US 11,899,791 B2
Automated identification of malware families based on shared evidences
Yu-Siang Chen, Minxiong Township (TW); Ci-Hao Wu, Taipei (TW); Ying-Chen Yu, Taipei (TW); Pao-Chuan Liao, Taipei (TW); and June-Ray Lin, Taipei (TW)
Assigned to International Business Machines Corporation, Armonk, NY (US)
Filed by International Business Machines Corporation, Armonk, NY (US)
Filed on Sep. 29, 2021, as Appl. No. 17/489,725.
Prior Publication US 2023/0100947 A1, Mar. 30, 2023
Int. Cl. G06F 21/00 (2013.01); G06F 21/56 (2013.01); G06N 5/04 (2023.01); G06N 5/02 (2023.01)

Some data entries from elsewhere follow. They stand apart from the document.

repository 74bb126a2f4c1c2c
//! Bounded store of past transitions.
//!
//! Entries are kept oldest first. Besides plain capacity eviction, the buffer
//! rebalances its composition: once it holds more than half its capacity and
//! more than [`MAX_TERMINAL_FRACTION`] of the entries are terminal, the oldest
//! quarter of the terminal entries is dropped. Inserts are never refused.

use std::collections::VecDeque;

use qtris_engine::PieceRotation;
use qtris_evaluator::state_vector::StateVector;
use rand::Rng;

pub const BUFFER_CAPACITY: usize = 10_000;
/// Share of terminal entries above which a rebalancing pass runs.
pub const MAX_TERMINAL_FRACTION: f32 = 0.3;

/// One recorded transition.
#[derive(Debug, Clone, PartialEq)]
pub struct Experience {
    pub state: StateVector,
    pub rotation: PieceRotation,
    pub column: i8,
    pub reward: f32,
    pub next_state: StateVector,
    /// The game ended with this transition.
    pub terminal: bool,
}

#[derive(Debug, Clone)]
pub struct ReplayBuffer {
    entries: VecDeque<Experience>,
    capacity: usize,
    terminal_count: usize,
}

impl ReplayBuffer {
    /// # Panics
    ///
    /// Panics if `capacity` is zero.
    #[must_use]
    pub fn new(capacity: usize) -> Self {
        assert!(capacity > 0, "replay buffer capacity must be positive");
        Self {
            entries: VecDeque::with_capacity(capacity),
            capacity,
            terminal_count: 0,
        }
    }

    /// Appends an experience, evicting as needed. Returns how many entries were
    /// removed.
    pub fn push(&mut self, experience: Experience) -> usize {
        let mut evicted = 0;
        if self.entries.len() == self.capacity {
            if let Some(oldest) = self.entries.pop_front() {
                self.forget(&oldest);
                evicted += 1;
            }
        }
        if experience.terminal {
            self.terminal_count += 1;
        }
        self.entries.push_back(experience);
        evicted + self.rebalance()
    }

    #[expect(clippy::cast_precision_loss)]
    fn rebalance(&mut self) -> usize {
        let len = self.entries.len();
        if len <= self.capacity / 2
            || self.terminal_count as f32 <= MAX_TERMINAL_FRACTION * len as f32
        {
            return 0;
        }

        let to_remove = (self.terminal_count / 4).max(1);
        let mut removed = 0;
        self.entries.retain(|e| {
            if e.terminal && removed < to_remove {
                removed += 1;
                false
            } else {
                true
            }
        });
        self.terminal_count -= removed;
        tracing::debug!(removed, len = self.entries.len(), "rebalanced replay buffer");
        removed
    }

    fn forget(&mut self, experience: &Experience) {
        if experience.terminal {
            self.terminal_count -= 1;
        }
    }

    #[must_use]
    pub fn len(&self) -> usize {
        self.entries.len()
    }

    #[must_use]
    pub fn is_empty(&self) -> bool {
        self.entries.is_empty()
    }

    #[must_use]
    pub fn capacity(&self) -> usize {
        self.capacity
    }

    #[must_use]
    pub fn terminal_count(&self) -> usize {
        self.terminal_count
    }

    #[expect(clippy::cast_precision_loss)]
    #[must_use]
    pub fn terminal_fraction(&self) -> f32 {
        if self.entries.is_empty() {
            0.0
        } else {
            self.terminal_count as f32 / self.entries.len() as f32
        }
    }

    #[must_use]
    pub fn get(&self, index: usize) -> Option<&Experience> {
        self.entries.get(index)
    }

    pub fn iter(&self) -> impl ExactSizeIterator<Item = &Experience> + '_ {
        self.entries.iter()
    }

    /// Draws `count` indices uniformly, with replacement.
    ///
    /// Empty when the buffer is empty.
    pub fn sample_indices<R>(&self, count: usize, rng: &mut R) -> Vec<usize>
    where
        R: Rng + ?Sized,
    {
        if self.entries.is_empty() {
            return vec![];
        }
        (0..count)
            .map(|_| rng.random_range(0..self.entries.len()))
            .collect()
    }

    pub fn clear(&mut self) {
        self.entries.clear();
        self.terminal_count = 0;
    }
}
use crate::{
    GameOverError, MAX_COLUMN, MIN_COLUMN,
    core::piece::{Piece, PieceKind, PieceRotation},
};

use super::{GameStats, game_field::GameField, piece_generator::PieceGenerator};

#[derive(Debug, Clone, Copy, PartialEq, Eq, derive_more::IsVariant)]
pub enum SessionState {
    Playing,
    GameOver,
}

/// Result of executing one `(rotation, column)` action.
#[derive(Debug, Clone, Copy, PartialEq, Eq)]
pub struct ActionOutcome {
    /// The piece as it was locked, after any column correction.
    pub placed: Piece,
    pub cleared_lines: usize,
    /// Points earned by this placement.
    pub points: usize,
    pub game_over: bool,
}

/// One game: a [`GameField`] plus score bookkeeping.
///
/// The only way to change the live board is [`execute_action`](Self::execute_action);
/// everything else is a read-only view.
#[derive(Debug, Clone)]
pub struct GameSession {
    field: GameField,
    stats: GameStats,
    state: SessionState,
}

impl GameSession {
    #[must_use]
    pub fn with_seed(seed: u64) -> Self {
        Self::with_generator(PieceGenerator::with_seed(seed))
    }

    #[must_use]
    pub fn with_generator(generator: PieceGenerator) -> Self {
        Self {
            field: GameField::new(generator),
            stats: GameStats::new(),
            state: SessionState::Playing,
        }
    }

    /// Wraps an existing field, e.g. one built with [`GameField::from_parts`].
    #[must_use]
    pub fn from_field(field: GameField) -> Self {
        Self {
            field,
            stats: GameStats::new(),
            state: SessionState::Playing,
        }
    }

    #[must_use]
    pub fn field(&self) -> &GameField {
        &self.field
    }

    #[must_use]
    pub fn stats(&self) -> &GameStats {
        &self.stats
    }

    #[must_use]
    pub fn state(&self) -> SessionState {
        self.state
    }

    #[must_use]
    pub fn falling_piece(&self) -> Piece {
        self.field.falling_piece()
    }

    #[must_use]
    pub fn next_piece(&self) -> PieceKind {
        self.field.next_piece()
    }

    /// Drops the falling piece with the given rotation at the given column.
    ///
    /// If that placement collides, the nearest admissible column for the same
    /// rotation is used instead, and failing that the piece drops as spawned.
    pub fn execute_action(
        &mut self,
        rotation: PieceRotation,
        column: i8,
    ) -> Result<ActionOutcome, GameOverError> {
        if self.state.is_game_over() {
            return Err(GameOverError);
        }

        let piece = self.resolve_placement(rotation, column);
        let Some(row) = self.field.landing_row(piece) else {
            self.state = SessionState::GameOver;
            return Ok(ActionOutcome {
                placed: piece,
                cleared_lines: 0,
                points: 0,
                game_over: true,
            });
        };
        let placed = piece.with_row(row).unwrap_or(piece);

        let (cleared_lines, spawn) = self.field.lock_piece(placed);
        let points = self.stats.complete_piece_drop(cleared_lines);
        let game_over = spawn.is_err();
        if game_over {
            self.state = SessionState::GameOver;
        }

        Ok(ActionOutcome {
            placed,
            cleared_lines,
            points,
            game_over,
        })
    }

    fn resolve_placement(&self, rotation: PieceRotation, column: i8) -> Piece {
        let board = self.field.board();
        let rotated = self.field.falling_piece().with_rotation(rotation);
        let fits = |column: i8| {
            rotated
                .with_column(column)
                .filter(|piece| !board.is_colliding(*piece))
        };

        let column = column.clamp(MIN_COLUMN, MAX_COLUMN);
        (0..=MAX_COLUMN - MIN_COLUMN)
            .flat_map(|distance| [column - distance, column + distance])
            .find_map(fits)
            .unwrap_or_else(|| self.field.falling_piece())
    }

    /// Starts a new game on an empty board. The piece sequence continues, so
    /// consecutive games differ.
    pub fn reset(&mut self) {
        self.field.reset();
        self.stats = GameStats::new();
        self.state = SessionState::Playing;
    }
}
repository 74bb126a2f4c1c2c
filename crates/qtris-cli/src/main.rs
mod command;
mod logging;
mod util;

fn main() -> anyhow::Result<()> {
    command::run()
}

CPC G06F 21/561 (2013.01) [G06F 21/568 (2013.01); G06N 5/02 (2013.01); G06N 5/04 (2013.01)] 20 Claims
OG exemplary drawing
 
1. A method, in a data processing system comprising at least one processor and at least one memory, the at least one memory comprising instructions executed by the at least one processor to cause the at least one processor to implement a malware family identification engine for automatically identifying family tree relationships among malware based on reasoning of indirect relations from observed entities to family entities, the method comprising:
constructing a graph data structure of direct relationships between malware instances and malware families, direct relationships between malware instances and detected tags, and indirect relationships between detected tags and malware families, wherein each detected tag node has one or more outgoing links (OGLs) to malware family nodes;
building a dictionary data structure comprising detected tag entries linking each detected tag to one or more malware family nodes based on the graph data structure;
identifying significant indirect entities (SIEs) within the detected tag entries of the dictionary data structure;
selecting a SIE with a highest number of out-going links (OGLs) as a root node in a family tree data structure;
recursively connecting SIEs with a number of OGLs less than the highest number of OGLs to the root node in the family tree data structure; and
converting each SIE name in the family tree data structure to a chained family entity name in the family tree data structure.